Have you ever walked away from a conversation feeling emotionally drained, like you’ve taken on someone else’s stress, anger, or sadness? If you’re in a helping profession, a leadership role, or even just a deeply empathetic person, this experience is probably all too familiar.

Recently, my therapist shared a concept with me that hit home in a big way: Observe vs. Absorb. As someone who has always carried the weight of others’ emotions, taken on guilt that isn’t mine, and felt responsible for everyone else’s happiness—often at the expense of my own—this idea challenged the way I show up for others and, more importantly, for myself.

At its core, this concept is about how we engage with the emotions of those around us. Instead of absorbing their feelings—internalizing their stress, frustration, or sadness—we can observe them. When we absorb, we make their emotions our own, often leading to defensiveness, burnout, or misplaced guilt. But when we observe, we create space to understand, validate, and respond with clarity rather than reaction.
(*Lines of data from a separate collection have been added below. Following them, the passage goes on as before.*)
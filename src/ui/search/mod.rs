mod intent;
mod reducer;
mod state;

pub use intent::{SearchTransition, UiIntent};
pub use reducer::SearchReducer;
pub use state::{SearchPhase, SearchUiState, SearchView};
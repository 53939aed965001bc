//! Mock search server for exercising the HTTP client.

#![allow(dead_code)]

use axum::body::Body;
use axum::extract::State;
use axum::http::{Request, Response, StatusCode};
use axum::routing::any;
use axum::Router;
use std::collections::VecDeque;
use std::net::SocketAddr;
use std::sync::Arc;
use tokio::net::TcpListener;
use tokio::sync::Mutex;

/// A captured request for assertions.
#[derive(Debug, Clone)]
pub struct CapturedRequest {
    pub method: String,
    pub path: String,
    pub query: Option<String>,
    pub headers: Vec<(String, String)>,
}

impl CapturedRequest {
    pub fn header(&self, name: &str) -> Option<&str> {
        self.headers
            .iter()
            .find(|(key, _)| key.eq_ignore_ascii_case(name))
            .map(|(_, value)| value.as_str())
    }
}

/// A mock response to return.
#[derive(Debug, Clone)]
pub struct MockResponse {
    pub status: u16,
    pub headers: Vec<(String, String)>,
    pub body: Vec<u8>,
    pub delay_ms: u64,
}

impl Default for MockResponse {
    fn default() -> Self {
        Self::json(r#"{"total_count": 0, "items": []}"#)
    }
}

impl MockResponse {
    pub fn json(body: &str) -> Self {
        Self {
            status: 200,
            headers: vec![("content-type".to_string(), "application/json".to_string())],
            body: body.as_bytes().to_vec(),
            delay_ms: 0,
        }
    }

    pub fn error(status: u16, message: &str) -> Self {
        Self {
            status,
            headers: vec![("content-type".to_string(), "application/json".to_string())],
            body: format!(r#"{{"message": "{}"}}"#, message).into_bytes(),
            delay_ms: 0,
        }
    }

    pub fn raw(status: u16, body: &str) -> Self {
        Self {
            status,
            headers: vec![("content-type".to_string(), "text/plain".to_string())],
            body: body.as_bytes().to_vec(),
            delay_ms: 0,
        }
    }

    pub fn with_delay(mut self, ms: u64) -> Self {
        self.delay_ms = ms;
        self
    }
}

#[derive(Clone)]
struct MockState {
    requests: Arc<Mutex<Vec<CapturedRequest>>>,
    responses: Arc<Mutex<VecDeque<MockResponse>>>,
}

/// Mock search server for testing.
pub struct MockBackend {
    pub addr: SocketAddr,
    state: MockState,
    shutdown: tokio::sync::watch::Sender<bool>,
}

impl MockBackend {
    /// Start a new mock server.
    pub async fn start() -> Self {
        let state = MockState {
            requests: Arc::new(Mutex::new(Vec::new())),
            responses: Arc::new(Mutex::new(VecDeque::new())),
        };

        let (shutdown_tx, mut shutdown_rx) = tokio::sync::watch::channel(false);

        let app = Router::new()
            .route("/{*path}", any(handle_request))
            .with_state(state.clone());

        let listener = TcpListener::bind("127.0.0.1:0")
            .await
            .expect("Failed to bind mock server");
        let addr = listener.local_addr().unwrap();

        tokio::spawn(async move {
            axum::serve(listener, app)
                .with_graceful_shutdown(async move {
                    let _ = shutdown_rx.changed().await;
                })
                .await
                .ok();
        });

        tokio::time::sleep(tokio::time::Duration::from_millis(10)).await;

        Self {
            addr,
            state,
            shutdown: shutdown_tx,
        }
    }

    /// Enqueue a response to be returned for the next request.
    pub async fn enqueue_response(&self, resp: MockResponse) {
        self.state.responses.lock().await.push_back(resp);
    }

    /// Get all captured requests.
    pub async fn captured_requests(&self) -> Vec<CapturedRequest> {
        self.state.requests.lock().await.clone()
    }

    /// Get the base URL for this mock server.
    pub fn base_url(&self) -> String {
        format!("http://{}", self.addr)
    }
}

impl Drop for MockBackend {
    fn drop(&mut self) {
        let _ = self.shutdown.send(true);
    }
}

async fn handle_request(State(state): State<MockState>, req: Request<Body>) -> Response<Body> {
    let headers: Vec<(String, String)> = req
        .headers()
        .iter()
        .map(|(k, v)| (k.to_string(), v.to_str().unwrap_or("").to_string()))
        .collect();

    state.requests.lock().await.push(CapturedRequest {
        method: req.method().to_string(),
        path: req.uri().path().to_string(),
        query: req.uri().query().map(str::to_string),
        headers,
    });

    let mock_resp = state
        .responses
        .lock()
        .await
        .pop_front()
        .unwrap_or_default();

    if mock_resp.delay_ms > 0 {
        tokio::time::sleep(tokio::time::Duration::from_millis(mock_resp.delay_ms)).await;
    }

    let mut builder = Response::builder().status(StatusCode::from_u16(mock_resp.status).unwrap());

    for (name, value) in mock_resp.headers {
        builder = builder.header(name, value);
    }

    builder.body(Body::from(mock_resp.body)).unwrap()
}
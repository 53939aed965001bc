//! State store ordering and subscription semantics.

mod common;

use common::{item, within};
use repo_search::store::StateStore;
use repo_search::ui::search::{SearchReducer, SearchTransition, SearchUiState};
use std::sync::Arc;

#[tokio::test]
async fn reads_without_updates_are_equal() {
    let store = StateStore::<SearchUiState>::default();
    store.apply::<SearchReducer>(SearchTransition::Succeeded(vec![item("1", "a/b")]));
    assert_eq!(store.current(), store.current());
}

#[tokio::test]
async fn subscriber_sees_current_then_replacements() {
    let store = StateStore::<SearchUiState>::default();
    let mut subscription = store.subscribe();

    assert_eq!(
        within(subscription.next()).await,
        Some(SearchUiState::default())
    );

    store.apply::<SearchReducer>(SearchTransition::Started);
    let next = within(subscription.next()).await.unwrap();
    assert!(next.is_loading);
}

#[tokio::test]
async fn wait_for_update_skips_value_present_at_subscription() {
    let store = StateStore::<SearchUiState>::default();
    let mut subscription = store.subscribe();

    let waiter = tokio::spawn(async move {
        subscription
            .wait_for_update(|state| !state.is_loading)
            .await
    });
    tokio::task::yield_now().await;

    store.apply::<SearchReducer>(SearchTransition::Started);
    store.apply::<SearchReducer>(SearchTransition::Succeeded(vec![item("1", "a/b")]));

    let settled = within(waiter).await.unwrap().unwrap();
    assert_eq!(settled.results, vec![item("1", "a/b")]);
}

#[tokio::test]
async fn concurrent_updates_are_not_lost() {
    #[derive(Debug, Clone, PartialEq, Default)]
    struct Counter(u64);
    impl repo_search::ui::mvi::UiState for Counter {}

    let store = Arc::new(StateStore::new(Counter(0)));
    let writers: Vec<_> = (0..8)
        .map(|_| {
            let store = Arc::clone(&store);
            tokio::spawn(async move {
                for _ in 0..100 {
                    store.update(|Counter(n)| Counter(n + 1));
                }
            })
        })
        .collect();
    for writer in writers {
        writer.await.unwrap();
    }

    assert_eq!(store.current(), Counter(800));
}

#[tokio::test]
async fn rejected_conditional_update_notifies_nobody() {
    let store = StateStore::<SearchUiState>::default();
    let mut subscription = store.subscribe();
    within(subscription.next()).await;

    assert!(!store.try_update(|_| None));
    assert!(store.try_update(|state| Some(SearchUiState {
        is_loading: true,
        ..state.clone()
    })));

    let next = within(subscription.next()).await.unwrap();
    assert!(next.is_loading);
}

#[tokio::test]
async fn dropping_a_subscription_leaves_others_intact() {
    let store = StateStore::<SearchUiState>::default();
    let first = store.subscribe();
    let mut second = store.subscribe();
    assert_eq!(store.subscriber_count(), 2);

    drop(first);
    assert_eq!(store.subscriber_count(), 1);

    within(second.next()).await;
    store.apply::<SearchReducer>(SearchTransition::Started);
    assert!(within(second.next()).await.unwrap().is_loading);
}
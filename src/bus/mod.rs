//! Fire-while-listening event delivery.
//!
//! Each subscriber owns an unbounded queue. `publish` pushes a clone of the
//! event onto every live queue under a single lock, which gives per-subscriber
//! FIFO order. Nothing is buffered for subscribers that arrive later.

use parking_lot::Mutex;
use tokio::sync::mpsc;

/// At-most-once, non-replaying broadcast of transient events.
pub struct EventBus<E> {
    subscribers: Mutex<Vec<mpsc::UnboundedSender<E>>>,
}

impl<E: Clone + Send + 'static> EventBus<E> {
    pub fn new() -> Self {
        Self {
            subscribers: Mutex::new(Vec::new()),
        }
    }

    /// Deliver `event` to every subscriber active right now.
    ///
    /// Returns how many subscribers received it; `0` means the event was
    /// dropped.
    pub fn publish(&self, event: E) -> usize {
        let mut subscribers = self.subscribers.lock();
        subscribers.retain(|sender| sender.send(event.clone()).is_ok());
        subscribers.len()
    }

    /// Start receiving events published from now on.
    pub fn subscribe(&self) -> IntentStream<E> {
        let (sender, receiver) = mpsc::unbounded_channel();
        self.subscribers.lock().push(sender);
        IntentStream { receiver }
    }

    /// Number of live subscribers.
    pub fn subscriber_count(&self) -> usize {
        let mut subscribers = self.subscribers.lock();
        subscribers.retain(|sender| !sender.is_closed());
        subscribers.len()
    }
}

impl<E: Clone + Send + 'static> Default for EventBus<E> {
    fn default() -> Self {
        Self::new()
    }
}

/// One subscriber's event sequence.
///
/// Infinite while the bus lives; dropping it unsubscribes.
pub struct IntentStream<E> {
    receiver: mpsc::UnboundedReceiver<E>,
}

impl<E> IntentStream<E> {
    /// Wait for the next event. `None` once the bus is gone.
    pub async fn recv(&mut self) -> Option<E> {
        self.receiver.recv().await
    }

    /// Take an already-delivered event without waiting.
    pub fn try_recv(&mut self) -> Option<E> {
        self.receiver.try_recv().ok()
    }
}
//! Console front end driving a [`SearchOrchestrator`].

use std::io;

use tokio::io::{AsyncBufRead, AsyncBufReadExt};
use tokio::sync::oneshot;
use tokio::task::JoinHandle;

use crate::bus::IntentStream;
use crate::model::Query;
use crate::orchestrator::SearchOrchestrator;
use crate::store::StateSubscription;
use crate::ui::input::{open_intent, parse_line, Command, HELP};
use crate::ui::render::render_state;
use crate::ui::search::{SearchUiState, UiIntent};

/// Run a single search and return the settled state.
///
/// Returns `None` if the orchestrator shut down before the search settled.
pub async fn run_once(orchestrator: &SearchOrchestrator, query: Query) -> Option<SearchUiState> {
    let mut states = orchestrator.subscribe_state();
    orchestrator
        .submit_intent(UiIntent::TriggerSearch(query))
        .await;
    states.wait_for_update(|state| !state.is_loading).await
}

/// Interactive loop: one command per input line until EOF or `:quit`.
///
/// State changes and navigation requests are printed by background tasks
/// that live as long as the loop. At end of input the loop waits for
/// submitted searches to settle so their outcome is still printed; `:quit`
/// leaves immediately.
pub async fn run_interactive<R>(
    orchestrator: &SearchOrchestrator,
    input: R,
    max_results: usize,
) -> io::Result<()>
where
    R: AsyncBufRead + Unpin,
{
    let (render_stop, render_task) = spawn_renderer(orchestrator.subscribe_state(), max_results);
    let (navigation_stop, navigation_task) = spawn_navigator(orchestrator.subscribe_intents());

    println!("{}", HELP);
    let mut lines = input.lines();
    let mut quit = false;
    while let Some(line) = lines.next_line().await? {
        match parse_line(&line) {
            Command::Search(query) => {
                orchestrator
                    .submit_intent(UiIntent::TriggerSearch(query))
                    .await;
            }
            Command::Open(index) => match open_intent(&orchestrator.state(), index) {
                Ok(intent) => orchestrator.submit_intent(intent).await,
                Err(reason) => eprintln!("{}", reason),
            },
            Command::Help => println!("{}", HELP),
            Command::Quit => {
                quit = true;
                break;
            }
            Command::Blank => {}
            Command::Invalid(reason) => eprintln!("{}", reason),
        }
    }

    if quit {
        render_task.abort();
        navigation_task.abort();
        return Ok(());
    }

    let state = orchestrator.settled().await;
    tracing::debug!(loading = state.is_loading, "Input ended, searches settled");

    // Both tasks drain what is already queued before stopping.
    let _ = render_stop.send(());
    let _ = navigation_stop.send(());
    let _ = render_task.await;
    let _ = navigation_task.await;
    Ok(())
}

fn spawn_renderer(
    mut states: StateSubscription<SearchUiState>,
    max_results: usize,
) -> (oneshot::Sender<()>, JoinHandle<()>) {
    // Only render what searches produce, not the state at startup.
    states.mark_seen();
    let (stop_tx, mut stop) = oneshot::channel();
    let task = tokio::spawn(async move {
        loop {
            tokio::select! {
                biased;
                state = states.next() => match state {
                    Some(state) => println!("{}", render_state(&state, max_results)),
                    None => break,
                },
                _ = &mut stop => break,
            }
        }
    });
    (stop_tx, task)
}

/// Stand-in for the detail viewer: prints the address to open.
fn spawn_navigator(mut intents: IntentStream<UiIntent>) -> (oneshot::Sender<()>, JoinHandle<()>) {
    let (stop_tx, mut stop) = oneshot::channel();
    let task = tokio::spawn(async move {
        loop {
            tokio::select! {
                biased;
                intent = intents.recv() => match intent {
                    Some(UiIntent::OpenResult(url)) => println!("Open: {}", url),
                    Some(UiIntent::TriggerSearch(_)) => {}
                    None => break,
                },
                _ = &mut stop => break,
            }
        }
    });
    (stop_tx, task)
}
And as my therapist put it, “You don’t take in ANYTHING that belongs to someone else, and no matter how big and bad their storm is raging- you just hold fast as a safe space.”

Why We Absorb

For many of us, absorbing emotions is an automatic response. We might do it because we care deeply and want to help. Some of us feel responsible for fixing things. We may have been raised in environments where emotions were contagious. And sometimes, we struggle with boundaries—where defining where we end and others begin is a real challenge.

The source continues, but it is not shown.